UniversalDependencies / UD_Irish-IDT

Irish data
Other
6 stars 7 forks source link

Is Definite=Ind needed? #156

Closed kscanne closed 1 year ago

kscanne commented 1 year ago

I've been working under the assumption that definite nouns should get the feature Definite=Def, and all others simply leave this feature out (see PR #88 where I added Definite=Def to 13,000+ tokens). But I see there are 29 words annotated with Definite=Ind in the treebank. Would it be simpler to just remove these features? I don't see any rhyme or reason to why these particular words were given Definite=Ind vs. all of the other indefinite nouns. Most are surface tokens "gnóthaí" or "oibre" which suggests some machine-learned weirdness.

There's a note in the docs about words inflecting to show indefiniteness but I'm not sure what that means: https://universaldependencies.org/ga/feat/Definite.html

tlynn747 commented 1 year ago

I've traced this back to Ui Dhonnchadha's original POS-tagged corpus that was used as a basis for the treebank.

e.g. cionn in sent_id = 805: D'éirigh thar cionn léi D' do+Part+Vb éirigh éirigh+Verb+VI+PastInd+Len thar thar+Prep+Simp cionn ceann+Noun+Fem+Dat+Sg+Idf léi le+Pron+Prep+3P+Sg+Fem .

Tags weren't questioned and all Idf were mapped to Definite=Ind https://github.com/fosterjen/Irish-Universal-Dependency-Treebank/blob/master/scripts/mapping.txt

But yes, as you've highlighted, it's not consistently labelled. For cross-lingual purposes however, is it not better to map all nouns that aren't definite to indefinite?

kscanne commented 1 year ago

Thanks for tracking that down — makes sense.

I looked at the Definite feature in several other treebanks and it appears to be used for determiners (a vs the in English) and not nouns, so I'm not sure there's much cross-linguistic value in adding Definite=Ind everywhere.

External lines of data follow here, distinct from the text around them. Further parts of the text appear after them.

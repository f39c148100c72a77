use crate::domain::advertisement::Advertisement;
use crate::domain::parameters::StreamPolicy;
use crate::services::random_process::AdSampler;

/// Generates the advertisement requests of one day in arrival order.
pub fn generate_advertisements<S: AdSampler + ?Sized>(
    sampler: &mut S,
    policy: StreamPolicy,
    available_minutes: f64,
) -> Vec<Advertisement> {
    match policy {
        StreamPolicy::Budget => generate_within_budget(sampler, available_minutes),
        StreamPolicy::Count(count) => generate_count(sampler, count),
    }
}

/// Keeps drawing until the next candidate would end after `available_minutes`.
/// That candidate is dropped.
pub fn generate_within_budget<S: AdSampler + ?Sized>(
    sampler: &mut S,
    available_minutes: f64,
) -> Vec<Advertisement> {
    let mut ads = Vec::new();
    let mut current_time = 0.0_f64;

    loop {
        let interarrival = sampler.next_interarrival();
        let duration = sampler.next_duration();
        let arrival_time = current_time + interarrival;

        if arrival_time + duration > available_minutes {
            break;
        }

        ads.push(Advertisement::new(ads.len(), arrival_time, duration));
        current_time = arrival_time;
    }

    ads
}

/// Draws exactly `count` requests; the first arrives at minute zero and each
/// later one after the cumulative sum of the preceding gaps.
pub fn generate_count<S: AdSampler + ?Sized>(sampler: &mut S, count: usize) -> Vec<Advertisement> {
    let gaps: Vec<f64> = (0..count).map(|_| sampler.next_interarrival()).collect();
    let durations: Vec<f64> = (0..count).map(|_| sampler.next_duration()).collect();

    let mut arrival_time = 0.0_f64;
    gaps.iter()
        .zip(durations)
        .enumerate()
        .map(|(index, (gap, duration))| {
            let ad = Advertisement::new(index, arrival_time, duration);
            arrival_time += gap;
            ad
        })
        .collect()
}
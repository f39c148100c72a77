pub mod advertisement_stream;
pub mod break_schedule;
pub mod monte_carlo;
pub mod parameters_yaml;
pub mod profit_plot;
pub mod random_process;
pub mod results_csv;
pub mod revenue;
pub mod scheduling;
pub mod simulation_types;
pub mod sweep;
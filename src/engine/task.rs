// Tue Jan 13 2026 - Alex

use crate::asn::{self, LookupError};
use crate::engine::context::TaskContext;
use crate::engine::result::{TaskOutcome, TaskResult};
use crate::store::{self, StoreError};
use crate::transform::{TransformError, TransformKind, TransformStats};
use std::fmt;
use std::path::{Path, PathBuf};
use std::time::Instant;
use thiserror::Error;

pub type TaskId = usize;

#[derive(Debug, Clone, Copy, PartialEq, Eq, Hash)]
pub enum Operation {
    Transform(TransformKind),
    /// Writes an empty set in place of a candidate file that was never produced.
    Placeholder,
    AsAggregate,
}

impl Operation {
    pub fn name(&self) -> &'static str {
        match self {
            Operation::Transform(kind) => kind.name(),
            Operation::Placeholder => "placeholder",
            Operation::AsAggregate => "as-aggregate",
        }
    }

    pub fn verb(&self) -> &'static str {
        match self {
            Operation::Transform(kind) => kind.verb(),
            Operation::Placeholder => "creating empty",
            Operation::AsAggregate => "aggregating",
        }
    }

    pub fn arity(&self) -> usize {
        match self {
            Operation::Transform(kind) => kind.arity(),
            Operation::Placeholder => 0,
            Operation::AsAggregate => 1,
        }
    }
}

impl fmt::Display for Operation {
    fn fmt(&self, f: &mut fmt::Formatter<'_>) -> fmt::Result {
        f.write_str(self.name())
    }
}

/// A fully resolved unit of work. Built once by the graph, never mutated.
#[derive(Debug, Clone, PartialEq, Eq)]
pub struct Task {
    id: TaskId,
    op: Operation,
    inputs: Vec<PathBuf>,
    output: PathBuf,
    dependencies: Vec<TaskId>,
    stage: usize,
    label: String,
}

impl Task {
    pub(crate) fn new(
        id: TaskId,
        op: Operation,
        inputs: Vec<PathBuf>,
        output: PathBuf,
        label: String,
    ) -> Self {
        Self {
            id,
            op,
            inputs,
            output,
            dependencies: Vec::new(),
            stage: 0,
            label,
        }
    }

    pub(crate) fn with_dependencies(mut self, deps: Vec<TaskId>) -> Self {
        self.dependencies = deps;
        self
    }

    pub(crate) fn with_stage(mut self, stage: usize) -> Self {
        self.stage = stage;
        self
    }

    pub fn id(&self) -> TaskId {
        self.id
    }

    pub fn op(&self) -> Operation {
        self.op
    }

    pub fn inputs(&self) -> &[PathBuf] {
        &self.inputs
    }

    pub fn output(&self) -> &Path {
        &self.output
    }

    pub fn dependencies(&self) -> &[TaskId] {
        &self.dependencies
    }

    pub fn has_dependencies(&self) -> bool {
        !self.dependencies.is_empty()
    }

    pub fn stage(&self) -> usize {
        self.stage
    }

    pub fn label(&self) -> &str {
        &self.label
    }

    /// Runs the task unless its output already exists.
    pub fn execute(&self, ctx: &TaskContext) -> TaskResult {
        let start = Instant::now();

        if store::exists(&self.output) {
            log::debug!("skipping {}: {} exists", self.label, self.output.display());
            return TaskResult::new(self.id, TaskOutcome::Skipped, start.elapsed());
        }

        log::info!(
            "{} {} → {}",
            self.op.verb(),
            describe_inputs(&self.inputs),
            file_name(&self.output)
        );

        let outcome = match self.run(ctx) {
            Ok(stats) => TaskOutcome::Completed(stats),
            Err(e) => TaskOutcome::Failed(e),
        };
        TaskResult::new(self.id, outcome, start.elapsed())
    }

    fn run(&self, ctx: &TaskContext) -> Result<TransformStats, TaskError> {
        match self.op {
            Operation::Transform(kind) => Ok(kind.apply(&self.inputs, &self.output, ctx.external())?),
            Operation::Placeholder => {
                store::write(&self.output, Vec::new())?;
                Ok(TransformStats::default())
            }
            Operation::AsAggregate => {
                let input = self.inputs.first().ok_or(TaskError::NoInput)?;
                let lookup = ctx.lookup().ok_or(TaskError::NoLookup)?;
                let stats = asn::aggregate_file(input, &self.output, lookup.get()?)?;
                Ok(TransformStats {
                    read: stats.addresses,
                    written: stats.ases,
                    removed: stats.misses,
                    skipped: 0,
                })
            }
        }
    }
}

impl fmt::Display for Task {
    fn fmt(&self, f: &mut fmt::Formatter<'_>) -> fmt::Result {
        write!(f, "#{} {} ({})", self.id, self.label, self.op)
    }
}

fn file_name(path: &Path) -> String {
    path.file_name()
        .map(|n| n.to_string_lossy().into_owned())
        .unwrap_or_else(|| path.display().to_string())
}

fn describe_inputs(inputs: &[PathBuf]) -> String {
    match inputs {
        [] => "∅".to_string(),
        [single] => file_name(single),
        [first, rest @ ..] => {
            let rest: Vec<String> = rest.iter().map(|p| file_name(p)).collect();
            format!("{} ({})", file_name(first), rest.join(", "))
        }
    }
}

#[derive(Debug, Error)]
pub enum TaskError {
    #[error(transparent)]
    Transform(#[from] TransformError),

    #[error(transparent)]
    Store(#[from] StoreError),

    #[error(transparent)]
    Lookup(#[from] LookupError),

    #[error("no AS database configured")]
    NoLookup,

    #[error("task has no input")]
    NoInput,
}
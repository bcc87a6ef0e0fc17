// Tue Jan 13 2026 - Alex

use crate::store::{self, AddressRecord, AddressSetReader, AddressSetWriter};
use crate::transform::error::TransformError;
use crate::transform::TransformStats;
use itertools::{EitherOrBoth, Itertools};
use std::net::Ipv6Addr;
use std::path::{Path, PathBuf};

/// Streams a sorted address set, collapsing adjacent duplicates. The first
/// error (I/O, malformed line, order violation) stops iteration and is
/// reported by `finish`.
struct SortedAddresses {
    path: PathBuf,
    reader: AddressSetReader,
    last: Option<Ipv6Addr>,
    position: usize,
    count: usize,
    error: Option<TransformError>,
}

impl SortedAddresses {
    fn open(path: &Path) -> Result<Self, TransformError> {
        Ok(Self {
            path: path.to_path_buf(),
            reader: store::read(path)?,
            last: None,
            position: 0,
            count: 0,
            error: None,
        })
    }

    fn finish(self) -> Result<usize, TransformError> {
        match self.error {
            Some(e) => Err(e),
            None => Ok(self.count),
        }
    }
}

impl Iterator for SortedAddresses {
    type Item = Ipv6Addr;

    fn next(&mut self) -> Option<Self::Item> {
        if self.error.is_some() {
            return None;
        }

        loop {
            let addr = match self.reader.next()? {
                Ok(record) => record.addr(),
                Err(e) => {
                    self.error = Some(e.into());
                    return None;
                }
            };
            self.position += 1;
            self.count += 1;

            match self.last {
                Some(last) if addr == last => continue,
                Some(last) if addr < last => {
                    self.error = Some(TransformError::Unsorted {
                        path: self.path.clone(),
                        line: self.position,
                    });
                    return None;
                }
                _ => {
                    self.last = Some(addr);
                    return Some(addr);
                }
            }
        }
    }
}

fn merge_sets<F>(
    left: &Path,
    right: &Path,
    output: &Path,
    mut keep: F,
) -> Result<TransformStats, TransformError>
where
    F: FnMut(EitherOrBoth<Ipv6Addr, Ipv6Addr>) -> Option<Ipv6Addr>,
{
    let mut stats = TransformStats::default();
    let mut writer = AddressSetWriter::create(output)?;
    let mut left_iter = SortedAddresses::open(left)?;
    let mut right_iter = SortedAddresses::open(right)?;

    for item in (&mut left_iter).merge_join_by(&mut right_iter, |a, b| a.cmp(b)) {
        if let Some(addr) = keep(item) {
            writer.write_record(&AddressRecord::new(addr))?;
        }
    }

    stats.read = left_iter.finish()? + right_iter.finish()?;
    stats.written = writer.commit()?;
    stats.removed = stats.read.saturating_sub(stats.written);
    Ok(stats)
}

/// Records present in both sorted sets.
pub fn intersect(left: &Path, right: &Path, output: &Path) -> Result<TransformStats, TransformError> {
    merge_sets(left, right, output, |item| match item {
        EitherOrBoth::Both(addr, _) => Some(addr),
        _ => None,
    })
}

/// Records of `left` absent from `right`.
pub fn difference(left: &Path, right: &Path, output: &Path) -> Result<TransformStats, TransformError> {
    merge_sets(left, right, output, |item| match item {
        EitherOrBoth::Left(addr) => Some(addr),
        _ => None,
    })
}

fn merge_slices<'a, T, F>(left: &'a [T], right: &'a [T], keep: F) -> Vec<T>
where
    T: Ord + Clone + 'a,
    F: FnMut(EitherOrBoth<&'a T, &'a T>) -> Option<&'a T>,
{
    left.iter()
        .merge_join_by(right.iter(), |a, b| a.cmp(b))
        .filter_map(keep)
        .cloned()
        .collect()
}

/// In-memory `intersect` over sorted, deduplicated slices.
pub fn intersect_sorted<T: Ord + Clone>(left: &[T], right: &[T]) -> Vec<T> {
    merge_slices(left, right, |item| match item {
        EitherOrBoth::Both(value, _) => Some(value),
        _ => None,
    })
}

pub fn difference_sorted<T: Ord + Clone>(left: &[T], right: &[T]) -> Vec<T> {
    merge_slices(left, right, |item| match item {
        EitherOrBoth::Left(value) => Some(value),
        _ => None,
    })
}

pub fn union_sorted<T: Ord + Clone>(left: &[T], right: &[T]) -> Vec<T> {
    merge_slices(left, right, |item| match item {
        EitherOrBoth::Both(value, _) | EitherOrBoth::Left(value) | EitherOrBoth::Right(value) => {
            Some(value)
        }
    })
}
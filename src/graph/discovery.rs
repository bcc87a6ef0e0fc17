// Tue Jan 13 2026 - Alex

use crate::graph::error::GraphError;
use indexmap::IndexMap;
use std::path::{Path, PathBuf};

pub const FULL_CATEGORY: &str = "Full";

const SEED_DIR: &str = "seeds";
const SEED_FILE: &str = "responsive-addresses.txt";

/// Algorithm name → glob below `<root>/generation*/results/`.
pub const DEFAULT_ALGORITHMS: &[(&str, &str)] = &[
    ("6Hit", "6Hit/candidates*"),
    ("6Scan", "6Scan/candidates*"),
    ("6Tree", "6Tree/targets_combined.txt"),
    ("DET", "DET/scan_input_combined.txt"),
    ("6Forest", "6Forest/results*"),
    ("6GAN", "6GAN/candidates_combined.txt"),
    ("6GCVAE", "6GCVAE/results*"),
    ("6Graph", "6Graph/results*"),
    ("6VecLM", "6VecLM/results*"),
    ("Entropy", "Entropy/results*"),
];

pub fn default_algorithms() -> IndexMap<String, String> {
    DEFAULT_ALGORITHMS
        .iter()
        .map(|(name, pattern)| (name.to_string(), pattern.to_string()))
        .collect()
}

/// `generation_<...>_<cat>` yields `<cat>`; a name without `_` is the full set.
pub fn category_of(generation_dir: &str) -> String {
    match generation_dir.rsplit_once('_') {
        Some((_, last)) if !last.is_empty() => last.to_string(),
        _ => FULL_CATEGORY.to_string(),
    }
}

#[derive(Debug, Clone, Default)]
pub struct Discovery {
    candidates: IndexMap<(String, String), PathBuf>,
    seeds: IndexMap<String, PathBuf>,
    duplicates: usize,
}

impl Discovery {
    fn add(&mut self, root: &Path, algorithm: &str, path: PathBuf) {
        let generation_dir = match path
            .strip_prefix(root)
            .ok()
            .and_then(|rel| rel.components().next())
        {
            Some(component) => component.as_os_str().to_string_lossy().into_owned(),
            None => return,
        };
        let category = category_of(&generation_dir);
        let key = (algorithm.to_string(), category.clone());

        if let Some(kept) = self.candidates.get(&key) {
            log::warn!(
                "Duplicate candidates for ({}, {}): keeping {}, ignoring {}",
                algorithm,
                category,
                kept.display(),
                path.display()
            );
            self.duplicates += 1;
            return;
        }

        let seed = root.join(&generation_dir).join(SEED_DIR).join(SEED_FILE);
        match self.seeds.get(&category) {
            Some(existing) if *existing != seed => log::warn!(
                "Category {} has seeds in several roots, using {}",
                category,
                existing.display()
            ),
            Some(_) => {}
            None => {
                self.seeds.insert(category, seed);
            }
        }

        log::debug!("Found {} candidates at {}", algorithm, path.display());
        self.candidates.insert(key, path);
    }

    pub fn candidate(&self, algorithm: &str, category: &str) -> Option<&Path> {
        self.candidates
            .get(&(algorithm.to_string(), category.to_string()))
            .map(PathBuf::as_path)
    }

    pub fn candidates(&self) -> impl Iterator<Item = (&str, &str, &Path)> {
        self.candidates
            .iter()
            .map(|((algo, cat), path)| (algo.as_str(), cat.as_str(), path.as_path()))
    }

    /// Categories in discovery order.
    pub fn categories(&self) -> impl Iterator<Item = &str> {
        self.seeds.keys().map(String::as_str)
    }

    pub fn seed(&self, category: &str) -> Option<&Path> {
        self.seeds.get(category).map(PathBuf::as_path)
    }

    pub fn len(&self) -> usize {
        self.candidates.len()
    }

    pub fn is_empty(&self) -> bool {
        self.candidates.is_empty()
    }

    pub fn duplicates(&self) -> usize {
        self.duplicates
    }
}

/// Globs every algorithm pattern under every root. Roots are searched in the
/// order given, matches within a root in lexicographic order, and the first
/// match for an (algorithm, category) pair wins.
pub fn discover(
    roots: &[PathBuf],
    algorithms: &IndexMap<String, String>,
) -> Result<Discovery, GraphError> {
    let mut discovery = Discovery::default();

    for root in roots {
        let base = glob::Pattern::escape(&root.to_string_lossy());

        for (algorithm, pattern) in algorithms {
            let full = format!("{}/generation*/results/{}", base, pattern);
            let entries = glob::glob(&full).map_err(|source| GraphError::Pattern {
                pattern: full.clone(),
                source,
            })?;

            let mut paths = Vec::new();
            for entry in entries {
                let path = entry.map_err(|e| GraphError::Walk {
                    path: e.path().to_path_buf(),
                    source: e.into_error(),
                })?;
                if path.is_file() {
                    paths.push(path);
                }
            }
            paths.sort();

            for path in paths {
                discovery.add(root, algorithm, path);
            }
        }
    }

    log::info!(
        "Discovered {} candidate sets in {} categories",
        discovery.len(),
        discovery.seeds.len()
    );
    Ok(discovery)
}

rueter commented 1 year ago

You might want to look at how the Scandinavian languages deal with their definite and indefinite nouns. They are morphologically marked for plural and definiteness, and yet both Number=Sing and Definite=Ind are found in features.

tlynn747 commented 1 year ago

OK so. Happy for the nouns to be labelled with morph features as per their marking. i.e. no marking, no features labelled.